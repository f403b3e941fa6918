use std::cmp::Ordering;

use serde::{Deserialize, Serialize};

use crate::{CalendarDate, DateBounds, DateRange, compare};

/// What the user has picked.
///
/// Serialized untagged: `null`, a date string, or an array of up to two dates.
/// A calendar in range mode starts from `Range(DateRange::empty())`.
#[derive(Debug, Clone, Copy, Default, PartialEq, Eq, Hash, Serialize, Deserialize)]
#[serde(untagged)]
pub enum Selection {
    #[default]
    None,
    Single(CalendarDate),
    Range(DateRange),
}

impl Selection {
    /// The single date, or the endpoint that was picked first
    pub const fn first_date(&self) -> Option<CalendarDate> {
        match self {
            Self::None => None,
            Self::Single(date) => Some(*date),
            Self::Range(range) => range.first(),
        }
    }
}

impl From<CalendarDate> for Selection {
    fn from(date: CalendarDate) -> Self {
        Self::Single(date)
    }
}

impl From<DateRange> for Selection {
    fn from(range: DateRange) -> Self {
        Self::Range(range)
    }
}

/// Role of a date within the current selection, used to style its cell.
#[derive(Debug, Clone, Copy, Default, PartialEq, Eq, Hash, Serialize)]
#[serde(rename_all = "kebab-case")]
pub enum DateRole {
    #[default]
    None,
    Selected,
    RangeStart,
    RangeMiddle,
    RangeEnd,
}

/// Classifies `date` against `selection`.
///
/// An open range (one endpoint) is previewed up to `hovered`. The pair of
/// endpoints is sorted first, so a user may pick the later date first. A
/// range whose endpoints coincide collapses to `Selected`.
pub fn classify(date: CalendarDate, selection: &Selection, hovered: Option<CalendarDate>) -> DateRole {
    match *selection {
        Selection::None => DateRole::None,
        Selection::Single(selected) if selected == date => DateRole::Selected,
        Selection::Single(_) => DateRole::None,
        Selection::Range(range) => classify_range(date, range, hovered),
    }
}

fn classify_range(date: CalendarDate, range: DateRange, hovered: Option<CalendarDate>) -> DateRole {
    let Some(first) = range.first() else {
        return DateRole::None;
    };
    let Some(other) = range.second().or(hovered) else {
        return if date == first {
            DateRole::Selected
        } else {
            DateRole::None
        };
    };

    let (start, end) = match compare(first, other) {
        Ordering::Greater => (other, first),
        Ordering::Less | Ordering::Equal => (first, other),
    };

    match (compare(date, start), compare(date, end)) {
        (Ordering::Equal, Ordering::Equal) => DateRole::Selected,
        (Ordering::Equal, _) => DateRole::RangeStart,
        (_, Ordering::Equal) => DateRole::RangeEnd,
        (Ordering::Greater, Ordering::Less) => DateRole::RangeMiddle,
        _ => DateRole::None,
    }
}

/// Decides how a click changes a range selection.
///
/// Closures `Fn(DateRange, CalendarDate) -> DateRange` implement this too.
pub trait RangeCommitPolicy {
    fn commit(&self, range: DateRange, clicked: CalendarDate) -> DateRange;
}

impl<F> RangeCommitPolicy for F
where
    F: Fn(DateRange, CalendarDate) -> DateRange,
{
    fn commit(&self, range: DateRange, clicked: CalendarDate) -> DateRange {
        self(range, clicked)
    }
}

/// Default commit rule.
///
/// With exactly one endpoint and a click on or after it, the click completes
/// the range. Anything else (no endpoint, a complete range, a click before
/// the start) starts a new range at the clicked date.
#[derive(Debug, Clone, Copy, Default, PartialEq, Eq)]
pub struct ExtendForward;

impl RangeCommitPolicy for ExtendForward {
    fn commit(&self, range: DateRange, clicked: CalendarDate) -> DateRange {
        match (range.first(), range.second()) {
            (Some(start), None) if clicked >= start => range.with_endpoint(clicked),
            _ => DateRange::starting_at(clicked),
        }
    }
}

/// Applies a click to the selection.
///
/// Disabled dates leave the selection untouched. `None` and single
/// selections become a single selection; ranges go through `policy`.
pub fn select_date<P>(policy: &P, selection: &Selection, clicked: CalendarDate, bounds: &DateBounds) -> Selection
where
    P: RangeCommitPolicy + ?Sized,
{
    if bounds.is_disabled(clicked) {
        log::debug!("ignoring click on disabled date {clicked}");
        return *selection;
    }
    match *selection {
        Selection::None | Selection::Single(_) => Selection::Single(clicked),
        Selection::Range(range) => Selection::Range(policy.commit(range, clicked)),
    }
}
/// Minimum valid year (inclusive)
pub const MIN_YEAR: u16 = 1;
/// Maximum valid year (inclusive)
pub const MAX_YEAR: u16 = 9999;

/// Maximum valid month (December)
pub const MAX_MONTH: u8 = 12;
/// Months per year, used for month arithmetic
pub const MONTHS_IN_YEAR: i32 = 12;

/// First day of month, used for lower bounds
pub const MIN_DAY: u8 = 1;

/// Month number for January
pub const JANUARY: u8 = 1;
/// Month number for February
pub const FEBRUARY: u8 = 2;
/// Month number for December
pub const DECEMBER: u8 = 12;

/// Days in February for leap years
pub const FEBRUARY_DAYS_LEAP: u8 = 29;

/// Maximum days in each month (index 0 is unused, months are 1-indexed)
/// February shows 28 days (non-leap year default)
pub const DAYS_IN_MONTH: [u8; 13] = [
    0,  // index 0 unused (months are 1-indexed)
    31, // January
    28, // February (non-leap, adjusted by is_leap_year check)
    31, // March
    30, // April
    31, // May
    30, // June
    31, // July
    31, // August
    30, // September
    31, // October
    30, // November
    31, // December
];

/// Length of a calendar week
pub const DAYS_IN_WEEK: usize = 7;

/// Leap year occurs every 4 years
pub(crate) const LEAP_YEAR_CYCLE: u16 = 4;
/// Century years are not leap years unless...
pub(crate) const CENTURY_CYCLE: u16 = 100;
/// ...they are divisible by 400 (Gregorian calendar correction)
pub(crate) const GREGORIAN_CYCLE: u16 = 400;

/// Days in one full 400-year Gregorian cycle
pub(crate) const DAYS_PER_GREGORIAN_CYCLE: i32 = 146_097;
/// Offset between 0000-03-01 and 1970-01-01, in days
pub(crate) const UNIX_EPOCH_SHIFT: i32 = 719_468;

/// Date component separator (ISO 8601 format)
pub const DATE_SEPARATOR: char = '-';
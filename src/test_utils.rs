//! Builders shared by the unit tests.

use crate::{CalendarDate, YearMonth};

pub fn date(year: u16, month: u8, day: u8) -> CalendarDate {
    CalendarDate::new(year, month, day).expect("test date must be valid")
}

pub fn year_month(year: u16, month: u8) -> YearMonth {
    YearMonth::new(year, month).expect("test month must be valid")
}
//! Localized weekday and month names.
//!
//! Naming is delegated to a [`CalendarNames`] implementation so a host can
//! plug in its own locale data. [`LocaleNames`] reads the bundled POSIX
//! locale tables; whenever a name is missing the English
//! [`InvariantNames`] fill the gap.

use pure_rust_locales::{Locale, locale_match};
use serde::Serialize;

use crate::{Month, Weekday, YearMonth};

/// How much of a name to render.
#[derive(Debug, Clone, Copy, PartialEq, Eq, Hash)]
pub enum NameWidth {
    /// "Monday"
    Long,
    /// "Mon"
    Short,
    /// "M"
    Narrow,
}

/// Header entry for one column of a month grid.
#[derive(Debug, Clone, PartialEq, Eq, Hash, Serialize)]
pub struct WeekdayLabel {
    pub long:   String,
    pub narrow: String,
}

/// Source of localized calendar names.
///
/// Returning `None` means the name is unsupported; callers fall back to
/// [`InvariantNames`].
pub trait CalendarNames {
    fn weekday_name(&self, weekday: Weekday, width: NameWidth) -> Option<String>;

    fn month_name(&self, month: Month, width: NameWidth) -> Option<String> {
        let _ = (month, width);
        None
    }
}

/// English names that never fail.
#[derive(Debug, Clone, Copy, Default, PartialEq, Eq)]
pub struct InvariantNames;

const WEEKDAY_NAMES: [&str; 7] = [
    "Monday",
    "Tuesday",
    "Wednesday",
    "Thursday",
    "Friday",
    "Saturday",
    "Sunday",
];

const MONTH_NAMES: [&str; 12] = [
    "January",
    "February",
    "March",
    "April",
    "May",
    "June",
    "July",
    "August",
    "September",
    "October",
    "November",
    "December",
];

/// Region picked for a bare language tag when it differs from the language
/// code itself.
const DEFAULT_REGIONS: &[(&str, &str)] = &[
    ("ar", "EG"),
    ("cs", "CZ"),
    ("da", "DK"),
    ("el", "GR"),
    ("en", "US"),
    ("et", "EE"),
    ("fa", "IR"),
    ("he", "IL"),
    ("hi", "IN"),
    ("ja", "JP"),
    ("ko", "KR"),
    ("nb", "NO"),
    ("sl", "SI"),
    ("sv", "SE"),
    ("uk", "UA"),
    ("vi", "VN"),
    ("zh", "CN"),
];

impl InvariantNames {
    fn weekday(weekday: Weekday, width: NameWidth) -> String {
        shorten(WEEKDAY_NAMES[usize::from(weekday.iso_number() - 1)], width)
    }

    fn month(month: Month, width: NameWidth) -> String {
        shorten(MONTH_NAMES[usize::from(month.get() - 1)], width)
    }
}

impl CalendarNames for InvariantNames {
    fn weekday_name(&self, weekday: Weekday, width: NameWidth) -> Option<String> {
        Some(Self::weekday(weekday, width))
    }

    fn month_name(&self, month: Month, width: NameWidth) -> Option<String> {
        Some(Self::month(month, width))
    }
}

fn shorten(long: &str, width: NameWidth) -> String {
    match width {
        NameWidth::Long => long.to_owned(),
        NameWidth::Short => long.chars().take(3).collect(),
        NameWidth::Narrow => narrow(long),
    }
}

/// First letter, uppercased
fn narrow(long: &str) -> String {
    long.chars()
        .next()
        .map(|c| c.to_uppercase().collect())
        .unwrap_or_default()
}

/// Names read from the bundled POSIX locale tables.
#[derive(Debug, Clone, Copy, PartialEq, Eq)]
pub struct LocaleNames {
    locale: Locale,
}

impl Default for LocaleNames {
    fn default() -> Self {
        Self::new(Locale::POSIX)
    }
}

impl LocaleNames {
    pub const fn new(locale: Locale) -> Self {
        Self { locale }
    }

    pub const fn locale(&self) -> Locale {
        self.locale
    }

    /// Resolves a BCP 47 tag such as `de-DE`, `zh-Hant-TW` or plain `de`.
    ///
    /// Tries the full tag, then language plus region. A tag without a region
    /// uses the language's usual region (`de` → `de_DE`, `en` → `en_US`),
    /// or the language name doubled (`fi` → `fi_FI`).
    pub fn from_tag(tag: &str) -> Option<Self> {
        let subtags: Vec<&str> = tag
            .split(['-', '_'])
            .map(str::trim)
            .filter(|s| !s.is_empty())
            .collect();
        let language = subtags.first()?.to_ascii_lowercase();
        let region = subtags
            .iter()
            .skip(1)
            .find(|s| s.len() == 2 || (s.len() == 3 && s.chars().all(|c| c.is_ascii_digit())));

        let mut candidates = vec![subtags.join("_")];
        match region {
            Some(region) => candidates.push(format!("{language}_{}", region.to_ascii_uppercase())),
            None => {
                if let Some((_, region)) = DEFAULT_REGIONS.iter().find(|(lang, _)| *lang == language) {
                    candidates.push(format!("{language}_{region}"));
                }
                candidates.push(format!("{language}_{}", language.to_ascii_uppercase()));
            },
        }

        candidates
            .iter()
            .find_map(|candidate| Locale::try_from(candidate.as_str()).ok())
            .map(Self::new)
    }

    /// Picks the first supported tag; falls back to POSIX (English) names.
    pub fn negotiate<'a, I>(tags: I) -> Self
    where
        I: IntoIterator<Item = &'a str>,
    {
        let mut requested = Vec::new();
        for tag in tags {
            if let Some(names) = Self::from_tag(tag) {
                log::trace!("resolved locale tag {tag:?} to {:?}", names.locale);
                return names;
            }
            requested.push(tag);
        }
        log::warn!("no supported locale in {requested:?}, using POSIX names");
        Self::default()
    }

    fn weekday_table(&self, width: NameWidth) -> &'static [&'static str] {
        match width {
            NameWidth::Short | NameWidth::Narrow => locale_match!(self.locale => LC_TIME::ABDAY),
            NameWidth::Long => locale_match!(self.locale => LC_TIME::DAY),
        }
    }

    fn month_table(&self, width: NameWidth) -> &'static [&'static str] {
        match width {
            NameWidth::Short | NameWidth::Narrow => locale_match!(self.locale => LC_TIME::ABMON),
            NameWidth::Long => locale_match!(self.locale => LC_TIME::MON),
        }
    }
}

fn pick(table: &[&str], index: usize) -> Option<String> {
    table
        .get(index)
        .filter(|name| !name.is_empty())
        .map(|name| (*name).to_owned())
}

/// Narrow names for a whole table of abbreviated names.
///
/// Characters every name starts with are skipped (`星期一`, `星期二`, ...),
/// then the next one is taken. Falls back to the abbreviations themselves
/// when that leaves every name the same.
fn narrow_names(abbreviated: &[&str]) -> Option<Vec<String>> {
    if abbreviated.is_empty() || abbreviated.iter().any(|name| name.is_empty()) {
        return None;
    }
    let shared = shared_prefix_len(abbreviated);
    let narrow: Vec<String> = abbreviated
        .iter()
        .map(|name| name.chars().nth(shared).map_or_else(|| (*name).to_owned(), |c| c.to_uppercase().collect()))
        .collect();

    if abbreviated.len() > 1 && narrow.iter().all(|name| *name == narrow[0]) {
        return Some(abbreviated.iter().map(|name| (*name).to_owned()).collect());
    }
    Some(narrow)
}

/// Number of leading characters all names have in common
fn shared_prefix_len(names: &[&str]) -> usize {
    let Some((first, rest)) = names.split_first() else {
        return 0;
    };
    let first: Vec<char> = first.chars().collect();
    rest.iter().fold(first.len(), |len, name| {
        name.chars()
            .zip(&first)
            .take(len)
            .take_while(|(a, b)| a == *b)
            .count()
    })
}

impl CalendarNames for LocaleNames {
    fn weekday_name(&self, weekday: Weekday, width: NameWidth) -> Option<String> {
        // Locale tables start on Sunday
        let index = weekday.days_from_sunday();
        match width {
            NameWidth::Narrow => narrow_names(self.weekday_table(NameWidth::Short))?.into_iter().nth(index),
            NameWidth::Long | NameWidth::Short => pick(self.weekday_table(width), index),
        }
    }

    fn month_name(&self, month: Month, width: NameWidth) -> Option<String> {
        let index = usize::from(month.get() - 1);
        match width {
            NameWidth::Narrow => narrow_names(self.month_table(NameWidth::Short))?.into_iter().nth(index),
            NameWidth::Long | NameWidth::Short => pick(self.month_table(width), index),
        }
    }
}

/// Header labels for `days_in_week` columns starting at `first_day`.
pub fn weekday_labels(first_day: Weekday, days_in_week: usize, locale: &str) -> Vec<WeekdayLabel> {
    weekday_labels_with(first_day, days_in_week, &LocaleNames::negotiate([locale]))
}

/// Like [`weekday_labels`], with an injected naming source.
pub fn weekday_labels_with<N>(first_day: Weekday, days_in_week: usize, names: &N) -> Vec<WeekdayLabel>
where
    N: CalendarNames + ?Sized,
{
    (0..days_in_week)
        .map(|offset| {
            let weekday = first_day.nth_after(offset);
            let name = |width| {
                names
                    .weekday_name(weekday, width)
                    .unwrap_or_else(|| InvariantNames::weekday(weekday, width))
            };
            WeekdayLabel {
                long:   name(NameWidth::Long),
                narrow: name(NameWidth::Narrow),
            }
        })
        .collect()
}

/// Headline for a month, e.g. "March 2020".
pub fn month_label(year_month: YearMonth, locale: &str) -> String {
    month_label_with(year_month, &LocaleNames::negotiate([locale]))
}

pub fn month_label_with<N>(year_month: YearMonth, names: &N) -> String
where
    N: CalendarNames + ?Sized,
{
    let month = year_month.month_typed();
    let name = names
        .month_name(month, NameWidth::Long)
        .unwrap_or_else(|| InvariantNames::month(month, NameWidth::Long));
    format!("{name} {}", year_month.year())
}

• [ASSIGNED TASK]:
All that is wanted is the stretch of lines above from the one containing "fn month(month: Month, width: NameWidth)" through the one containing "pub struct LocaleNames", duplicated exactly.

• [RESPONSE]:
    fn month(month: Month, width: NameWidth) -> String {
        shorten(MONTH_NAMES[usize::from(month.get() - 1)], width)
    }
}

impl CalendarNames for InvariantNames {
    fn weekday_name(&self, weekday: Weekday, width: NameWidth) -> Option<String> {
        Some(Self::weekday(weekday, width))
    }

    fn month_name(&self, month: Month, width: NameWidth) -> Option<String> {
        Some(Self::month(month, width))
    }
}

fn shorten(long: &str, width: NameWidth) -> String {
    match width {
        NameWidth::Long => long.to_owned(),
        NameWidth::Short => long.chars().take(3).collect(),
        NameWidth::Narrow => narrow(long),
    }
}

/// First letter, uppercased
fn narrow(long: &str) -> String {
    long.chars()
        .next()
        .map(|c| c.to_uppercase().collect())
        .unwrap_or_default()
}

/// Names read from the bundled POSIX locale tables.
#[derive(Debug, Clone, Copy, PartialEq, Eq)]
pub struct LocaleNames {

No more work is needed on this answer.